Chair of the United Democratic Party
- Preceded by: Shyne
- Succeeded by: Tracy Panton

Deputy Prime Minister of Belize
- In office 11 February 2020 – 11 November 2020
- Preceded by: Patrick Faber
- Succeeded by: Cordel Hyde

Personal details
- Born: Hugo Amilcar Patt
- Party: United Democratic

= Hugo Patt =

Belizean politician

Hugo Amilcar Patt is a Belizean politician who has been a member of the House of Representatives from Corozal North as a member of the United Democratic Party (UDP) since 2013. During his tenure in the House of Representatives he was Deputy Prime Minister after the resignation of Patrick Faber and interim chair of the UDP after the resignation of Shyne.

==Career==
In the 2012 election Patt was elected to the House of Representatives from Corozal North as a member of the United Democratic Party (UDP). He was reelected in the 2015 and 2020 elections. He was the only member of the UDP to win in the Corozal District in the 2025 election.

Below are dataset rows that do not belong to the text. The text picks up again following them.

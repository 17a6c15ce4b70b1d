// Copyright 2025 eraflo
//
// Licensed under the Apache License, Version 2.0 (the "License");
// you may not use this file except in compliance with the License.
// You may obtain a copy of the License at
//
//     http://www.apache.org/licenses/LICENSE-2.0
//
// Unless required by applicable law or agreed to in writing, software
// distributed under the License is distributed on an "AS IS" BASIS,
// WITHOUT WARRANTIES OR CONDITIONS OF ANY KIND, either express or implied.
// See the License for the specific language governing permissions and
// limitations under the License.

//! Owned, nullable lane slots.
//!
//! Every optional lane lives in a [`LaneSlot`]. Destroying a slot runs the
//! lane's `on_destroy` and empties it, so the same call on an empty slot is a
//! no-op and a lane can never be destroyed twice.

use crate::lane::{DrawContext, LaneContext, RenderLane};
use cadence_core::{CommandEncoder, GraphicsDevice, RenderError};

/// A slot that may hold a created lane.
#[derive(Debug, Default)]
pub struct LaneSlot {
    lane: Option<Box<dyn RenderLane>>,
}

impl LaneSlot {
    /// An empty slot.
    pub fn empty() -> Self {
        Self::default()
    }

    /// Runs `on_create` on `lane` and stores it.
    ///
    /// A lane already in the slot is destroyed first. On failure the new lane
    /// is destroyed and the slot stays empty.
    pub fn create(
        &mut self,
        mut lane: Box<dyn RenderLane>,
        ctx: &mut LaneContext<'_>,
    ) -> Result<(), RenderError> {
        self.destroy(ctx.device);
        if let Err(e) = lane.on_create(ctx) {
            log::error!("Lane '{}' failed to create: {}", lane.name(), e);
            lane.on_destroy(ctx.device);
            return Err(e);
        }
        log::debug!("Lane '{}' created", lane.name());
        self.lane = Some(lane);
        Ok(())
    }

    /// Whether the slot holds no lane.
    pub fn is_empty(&self) -> bool {
        self.lane.is_none()
    }

    /// The lane, if any.
    pub fn get(&self) -> Option<&dyn RenderLane> {
        self.lane.as_deref()
    }

    /// Forwards a resize to the lane, if any.
    pub fn on_resize(&mut self, width: u32, height: u32) {
        if let Some(lane) = self.lane.as_mut() {
            lane.on_resize(width, height);
        }
    }

    /// Draws the lane, if any. Returns whether something was recorded.
    pub fn draw(
        &self,
        encoder: &mut dyn CommandEncoder,
        ctx: &mut DrawContext<'_>,
    ) -> Result<bool, RenderError> {
        match &self.lane {
            Some(lane) => lane.draw(encoder, ctx).map(|()| true),
            None => Ok(false),
        }
    }

    /// Destroys and removes the lane. Safe on an empty slot.
    pub fn destroy(&mut self, device: &dyn GraphicsDevice) {
        if let Some(mut lane) = self.lane.take() {
            lane.on_destroy(device);
            log::debug!("Lane '{}' destroyed", lane.name());
        }
    }
}

/// The lanes built by the scene loader, one per scene pass.
#[derive(Debug, Default)]
pub struct SceneLanes {
    /// Depth-only pass, used for shadow maps.
    pub depth: LaneSlot,
    /// Single-sample depth and normal prepass.
    pub prepass: LaneSlot,
    /// Multisampled shading pass.
    pub color: LaneSlot,
    /// Bounding box overlay.
    pub bounding_boxes: LaneSlot,
}

impl SceneLanes {
    /// Every slot, in creation order.
    pub fn slots_mut(&mut self) -> [&mut LaneSlot; 4] {
        [
            &mut self.depth,
            &mut self.prepass,
            &mut self.color,
            &mut self.bounding_boxes,
        ]
    }

    /// Whether every slot is empty.
    pub fn is_empty(&self) -> bool {
        self.depth.is_empty()
            && self.prepass.is_empty()
            && self.color.is_empty()
            && self.bounding_boxes.is_empty()
    }

    /// Whether every slot holds a lane.
    pub fn is_complete(&self) -> bool {
        !self.depth.is_empty()
            && !self.prepass.is_empty()
            && !self.color.is_empty()
            && !self.bounding_boxes.is_empty()
    }

    /// Destroys every lane, in reverse creation order.
    pub fn destroy(&mut self, device: &dyn GraphicsDevice) {
        for slot in self.slots_mut().into_iter().rev() {
            slot.destroy(device);
        }
    }

    /// Forwards a resize to every lane.
    pub fn on_resize(&mut self, width: u32, height: u32) {
        for slot in self.slots_mut() {
            slot.on_resize(width, height);
        }
    }
}

#[cfg(test)]
mod tests {
    use super::*;
    use crate::lane::TargetLayout;
    use cadence_core::{DescriptorCounts, TextureFormat};
    use cadence_data::{DescriptorHeaps, StaticBufferPool, UploadHeap};
    use cadence_infra::HeadlessDevice;
    use std::sync::atomic::{AtomicUsize, Ordering};
    use std::sync::Arc;

    #[derive(Debug)]
    struct CountingLane {
        destroyed: Arc<AtomicUsize>,
        fail: bool,
    }

    impl RenderLane for CountingLane {
        fn name(&self) -> &'static str {
            "counting"
        }

        fn on_create(&mut self, _ctx: &mut LaneContext<'_>) -> Result<(), RenderError> {
            if self.fail {
                Err(RenderError::ResourceError("boom".into()))
            } else {
                Ok(())
            }
        }

        fn on_resize(&mut self, _width: u32, _height: u32) {}

        fn draw(&self, _: &mut dyn CommandEncoder, _: &mut DrawContext<'_>) -> Result<(), RenderError> {
            Ok(())
        }

        fn on_destroy(&mut self, _device: &dyn GraphicsDevice) {
            self.destroyed.fetch_add(1, Ordering::SeqCst);
        }
    }

    fn with_context(device: &HeadlessDevice, f: impl FnOnce(&mut LaneContext<'_>)) {
        let mut descriptors = DescriptorHeaps::new(device, &DescriptorCounts::default()).unwrap();
        let mut static_pool = StaticBufferPool::new(device, 4096, false).unwrap();
        let mut upload_heap = UploadHeap::new(device, 4096).unwrap();
        let mut ctx = LaneContext {
            device,
            descriptors: &mut descriptors,
            static_pool: &mut static_pool,
            upload_heap: &mut upload_heap,
            scene: None,
            targets: TargetLayout::color(TextureFormat::Rgba16Float, 1),
            extent: (64, 64),
        };
        f(&mut ctx);
    }

    #[test]
    fn test_destroy_runs_once() {
        let device = HeadlessDevice::default();
        let destroyed = Arc::new(AtomicUsize::new(0));
        let mut slot = LaneSlot::empty();
        with_context(&device, |ctx| {
            let lane = CountingLane {
                destroyed: Arc::clone(&destroyed),
                fail: false,
            };
            slot.create(Box::new(lane), ctx).unwrap();
        });
        assert!(!slot.is_empty());

        slot.destroy(&device);
        slot.destroy(&device);
        assert!(slot.is_empty());
        assert_eq!(destroyed.load(Ordering::SeqCst), 1);
    }

    #[test]
    fn test_failed_create_leaves_slot_empty() {
        let device = HeadlessDevice::default();
        let destroyed = Arc::new(AtomicUsize::new(0));
        let mut slot = LaneSlot::empty();
        with_context(&device, |ctx| {
            let lane = CountingLane {
                destroyed: Arc::clone(&destroyed),
                fail: true,
            };
            assert!(slot.create(Box::new(lane), ctx).is_err());
        });
        assert!(slot.is_empty());
        assert_eq!(destroyed.load(Ordering::SeqCst), 1);
    }

    #[test]
    fn test_scene_lanes_destroy_is_idempotent() {
        let device = HeadlessDevice::default();
        let destroyed = Arc::new(AtomicUsize::new(0));
        let mut lanes = SceneLanes::default();
        with_context(&device, |ctx| {
            for slot in [&mut lanes.depth, &mut lanes.color] {
                let lane = CountingLane {
                    destroyed: Arc::clone(&destroyed),
                    fail: false,
                };
                slot.create(Box::new(lane), ctx).unwrap();
            }
        });
        assert!(!lanes.is_empty());
        assert!(!lanes.is_complete());

        lanes.destroy(&device);
        lanes.destroy(&device);
        assert!(lanes.is_empty());
        assert_eq!(destroyed.load(Ordering::SeqCst), 2);
    }
}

Deputy Prime Minister Patrick Faber resigned on 10 February 2020, and Patt was selected to replace him on 11 February. From 6 July to 9 July 2019, Patt was acting prime minister while Dean Barrow was outside the country. In 2022, Shyne organised a shadow cabinet and Patt held the portfolios of Natural Resources, Petroleum, Mining, Agriculture, Food Security, & Enterprise. In 2024, Shyne removed Faber and Tracy Panton from multiple committees and this resulted in Shyne and Patt being the only opposition members in over a dozen committees; both men were absent from committee hearings.

Patt was elected as Deputy Party Leader of the UDP on 11 February 2020. Shyne resigned as leader of the UDP after losing his seat in the 2025 election. Patt, now as interim leader, supported making Panton the leader of the party.

==Political positions==
Patt voted in favour of a resolution celebrating 35 years of diplomatic relations between Taiwan and Belize in 2024.